### TASK STATEMENT
Please count the lines in these records that contain "IntakeOutcome" and give only that count.

### RECORDS FOR THIS TASK
-- Opening Marker --

use std::collections::HashMap;

use thiserror::Error;
use tracing::{debug, info};

use crate::config::Config;
use crate::models::Update;
use crate::queue::QueuePublisher;
use crate::trace::build_trace_fields;

#[derive(Debug, Error)]
pub enum IntakeError {
    #[error("invalid JSON body")]
    BadJson,
    #[error("queue publish failed: {0}")]
    Publish(#[source] anyhow::Error),
}

#[derive(Debug, PartialEq)]
pub enum IntakeOutcome {
    /// Published to the queue; the platform may stop redelivering.
    Accepted,
    /// Filtered out. Still a success to the caller: ignoring is not an error.
    Ignored,
}

/// Stage A of the pipeline: parse, admission-filter, and hand off to the
/// durable queue. The raw body is republished verbatim so the worker sees
/// exactly what the platform sent.
pub async fn intake(
    body: &[u8],
    trace_id: Option<&str>,
    config: &Config,
    publisher: &dyn QueuePublisher,
) -> Result<IntakeOutcome, IntakeError> {
    let update: Update = serde_json::from_slice(body).map_err(|_| IntakeError::BadJson)?;

    if let Some(reason) = admission_reason(&update, config) {
        debug!(update_id = update.update_id, reason, "Update ignored");
        return Ok(IntakeOutcome::Ignored);
    }

    let attributes: HashMap<String, String> = build_trace_fields(trace_id, &config.project_id);
    let message_id = publisher
        .publish(body, attributes)
        .await
        .map_err(IntakeError::Publish)?;
    info!(
        update_id = update.update_id,
        queue_message_id = message_id,
        "Update accepted"
    );
    Ok(IntakeOutcome::Accepted)
}

/// Cheap synchronous checks deciding whether an update is worth queuing.
/// Returns the reason to drop it, or None to admit.
fn admission_reason(update: &Update, config: &Config) -> Option<&'static str> {
    let Some(message) = update.message.as_ref() else {
        return Some("no message");
    };
    let Some(sender) = message.from.as_ref() else {
        return Some("no sender");
    };
    if sender.is_bot {
        return Some("bot sender");
    }
    if config.bot_user_id.is_some() && sender.id == config.bot_user_id {
        return Some("own message");
    }

    let admin_dm = message.chat.is_private()
        && config.admin_user_id.is_some()
        && sender.id == config.admin_user_id;
    if message.chat.id != config.ingest_chat_id && !admin_dm {
        return Some("chat not allowed");
    }
    None
}
//! Injectable random source
//!
//! Every random draw in the crate flows through this trait so that graph
//! construction stays a pure function of its inputs and tests can pin the
//! sequence. Any `rand` generator works out of the box; seeded runs use
//! `rand_pcg::Pcg32`.

/// A source of uniform random draws
pub trait RandomSource {
    /// Uniform draw in [0, 1)
    fn next_unit(&mut self) -> f64;

    /// Uniform draw from a non-empty slice
    fn choose<'a, T>(&mut self, items: &'a [T]) -> &'a T {
        let index = ((self.next_unit() * items.len() as f64) as usize).min(items.len() - 1);
        &items[index]
    }

    /// Uniform draw in [lo, hi)
    fn range(&mut self, lo: f64, hi: f64) -> f64 {
        lo + self.next_unit() * (hi - lo)
    }
}

impl<R: rand::Rng> RandomSource for R {
    fn next_unit(&mut self) -> f64 {
        self.gen::<f64>()
    }
}

#[cfg(test)]
mod tests {
    use super::*;
    use rand::SeedableRng;
    use rand_pcg::Pcg32;

    /// A source that repeats one value forever
    pub struct Fixed(pub f64);

    impl RandomSource for Fixed {
        fn next_unit(&mut self) -> f64 {
            self.0
        }
    }

    #[test]
    fn test_seeded_rng_is_deterministic() {
        let mut a = Pcg32::seed_from_u64(42);
        let mut b = Pcg32::seed_from_u64(42);

        let draws_a: Vec<f64> = (0..100).map(|_| a.next_unit()).collect();
        let draws_b: Vec<f64> = (0..100).map(|_| b.next_unit()).collect();
        assert_eq!(draws_a, draws_b);

        let mut c = Pcg32::seed_from_u64(43);
        let draws_c: Vec<f64> = (0..100).map(|_| c.next_unit()).collect();
        assert_ne!(draws_a, draws_c);
    }

    #[test]
    fn test_draws_stay_in_unit_interval() {
        let mut rng = Pcg32::seed_from_u64(7);
        for _ in 0..10_000 {
            let x = rng.next_unit();
            assert!((0.0..1.0).contains(&x));
        }
    }

    #[test]
    fn test_choose_covers_the_slice() {
        let items = [1, 2, 3];
        let mut rng = Pcg32::seed_from_u64(1);
        let mut seen = [false; 3];
        for _ in 0..200 {
            seen[*rng.choose(&items) as usize - 1] = true;
        }
        assert_eq!(seen, [true, true, true]);
    }

    #[test]
    fn test_choose_never_reads_past_the_end() {
        // A draw of exactly 1.0 would index one past the end without the clamp
        let mut rng = Fixed(0.999_999_999_999);
        let items = [10, 20];
        assert_eq!(*rng.choose(&items), 20);
    }

    #[test]
    fn test_range() {
        let mut rng = Fixed(0.5);
        assert!((rng.range(0.25, 0.40) - 0.325).abs() < 1e-12);
    }
}
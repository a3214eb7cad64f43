//! Snowdrift - procedurally generated ambient drone loops

use anyhow::{anyhow, Result};
use clap::Parser;
use rand::SeedableRng;
use rand_pcg::Pcg32;
use snowdrift::config::{GenerationContext, Preset};
use snowdrift::engine::{self, OfflineRenderer, Player, Recorder};
use snowdrift::orchestrator::Orchestrator;
use snowdrift::params;

mod cli;

use cli::{Cli, Commands};

fn main() -> Result<()> {
    tracing_subscriber::fmt().with_target(false).init();
    let cli = Cli::parse();

    match cli.command {
        Commands::Play { preset, seed } => {
            let preset = lookup_preset(&preset)?;
            let mut rng = make_rng(seed);

            let sample_rate = engine::default_output_sample_rate().unwrap_or(44100);
            let config = params::generate_config(preset, &mut rng);

            println!("Generating a new piece ({})...", preset.name);
            println!("  Root: {} Hz", config.root_frequency);
            println!("  Chord ratios: {:?}", config.chord_ratios);
            println!("  Tempo: {:.3}", config.tempo);
            println!("  Track length: {:.1} s", config.track_duration);
            println!("  Sample rate: {} Hz", sample_rate);

            let context = GenerationContext::new(config, sample_rate)?;
            let mut orchestrator = Orchestrator::new(
                context,
                OfflineRenderer::new(sample_rate),
                Player::new(),
            );

            let rt = tokio::runtime::Runtime::new()?;
            rt.block_on(orchestrator.run(&mut rng))?;

            println!("\nPlaying on a loop. Press Ctrl-C for silence,");
            println!("re-run for a new atmosphere.");

            let (tx, rx) = std::sync::mpsc::channel();
            ctrlc::set_handler(move || {
                let _ = tx.send(());
            })?;
            rx.recv()?;
        }

        Commands::Render {
            preset,
            seed,
            output,
            loops,
            sample_rate,
        } => {
            let preset = lookup_preset(&preset)?;
            let mut rng = make_rng(seed);

            let config = params::generate_config(preset, &mut rng);
            println!("Generating a new piece ({})...", preset.name);
            println!("  Root: {} Hz", config.root_frequency);
            println!("  Track length: {:.1} s", config.track_duration);

            let context = GenerationContext::new(config, sample_rate)?;
            let mut orchestrator = Orchestrator::new(
                context,
                OfflineRenderer::new(sample_rate),
                Player::new(),
            );

            let rt = tokio::runtime::Runtime::new()?;
            let buffer = rt.block_on(orchestrator.render_track(&mut rng))?;

            let mut recorder = Recorder::new(&output, sample_rate)?;
            for _ in 0..loops.max(1) {
                recorder.write_buffer(&buffer)?;
            }
            let duration = recorder.duration_secs();
            recorder.finalize()?;

            println!("Wrote {:?} ({:.1} s)", output, duration);
        }

        Commands::Describe { preset, seed, json } => {
            let preset = lookup_preset(&preset)?;
            let mut rng = make_rng(seed);

            let config = params::generate_config(preset, &mut rng);
            let voices = params::generate_voices(&config, &mut rng);

            if json {
                let report = serde_json::json!({
                    "preset": preset.name,
                    "config": config,
                    "voices": voices,
                });
                println!("{}", serde_json::to_string_pretty(&report)?);
            } else {
                println!("Preset: {}", preset.name);
                println!("  Root: {} Hz", config.root_frequency);
                println!("  Chord ratios: {:?}", config.chord_ratios);
                println!("  Tempo: {:.3}", config.tempo);
                println!("  Track length: {:.1} s", config.track_duration);
                println!("  Partials per voice: {}", config.partial_count);
                for (i, voice) in voices.iter().enumerate() {
                    let top = voice
                        .partials
                        .last()
                        .map(|p| p.frequency)
                        .unwrap_or_default();
                    println!(
                        "  Voice {}: root {:.1} Hz, partials up to {:.0} Hz",
                        i + 1,
                        voice.root_frequency,
                        top
                    );
                }
            }
        }

        Commands::Devices => {
            println!("Available audio devices:\n");

            if let Some(name) = engine::default_device_name() {
                println!("Default output: {}", name);
                if let Some(rate) = engine::default_output_sample_rate() {
                    println!("  Sample rate: {} Hz", rate);
                }
                println!();
            }

            println!("Output devices:");
            for (name, config) in engine::list_output_devices() {
                println!(
                    "  - {} ({} Hz, {} ch)",
                    name, config.sample_rate.0, config.channels
                );
            }
        }

        Commands::Presets => {
            println!("Built-in presets:\n");
            for preset in Preset::all() {
                println!("{}", preset.name);
                println!("  Partials per voice: {}", preset.partial_count);
                println!(
                    "  Tempo range: {:.2} - {:.2}",
                    preset.tempo_range.0, preset.tempo_range.1
                );
                println!("  Track length: {} beats", preset.duration_beats);
                println!(
                    "  Voice envelope: {}",
                    if preset.voice_envelope.is_some() {
                        "swell"
                    } else {
                        "constant"
                    }
                );
                println!();
            }
        }
    }

    Ok(())
}

fn make_rng(seed: Option<u64>) -> Pcg32 {
    match seed {
        Some(seed) => Pcg32::seed_from_u64(seed),
        None => Pcg32::from_entropy(),
    }
}

fn lookup_preset(name: &str) -> Result<&'static Preset> {
    Preset::by_name(name).ok_or_else(|| {
        anyhow!(
            "unknown preset '{}' (available: {})",
            name,
            Preset::all()
                .iter()
                .map(|p| p.name)
                .collect::<Vec<_>>()
                .join(", ")
        )
    })
}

-- Closing Marker --

### TASK OUTPUT
4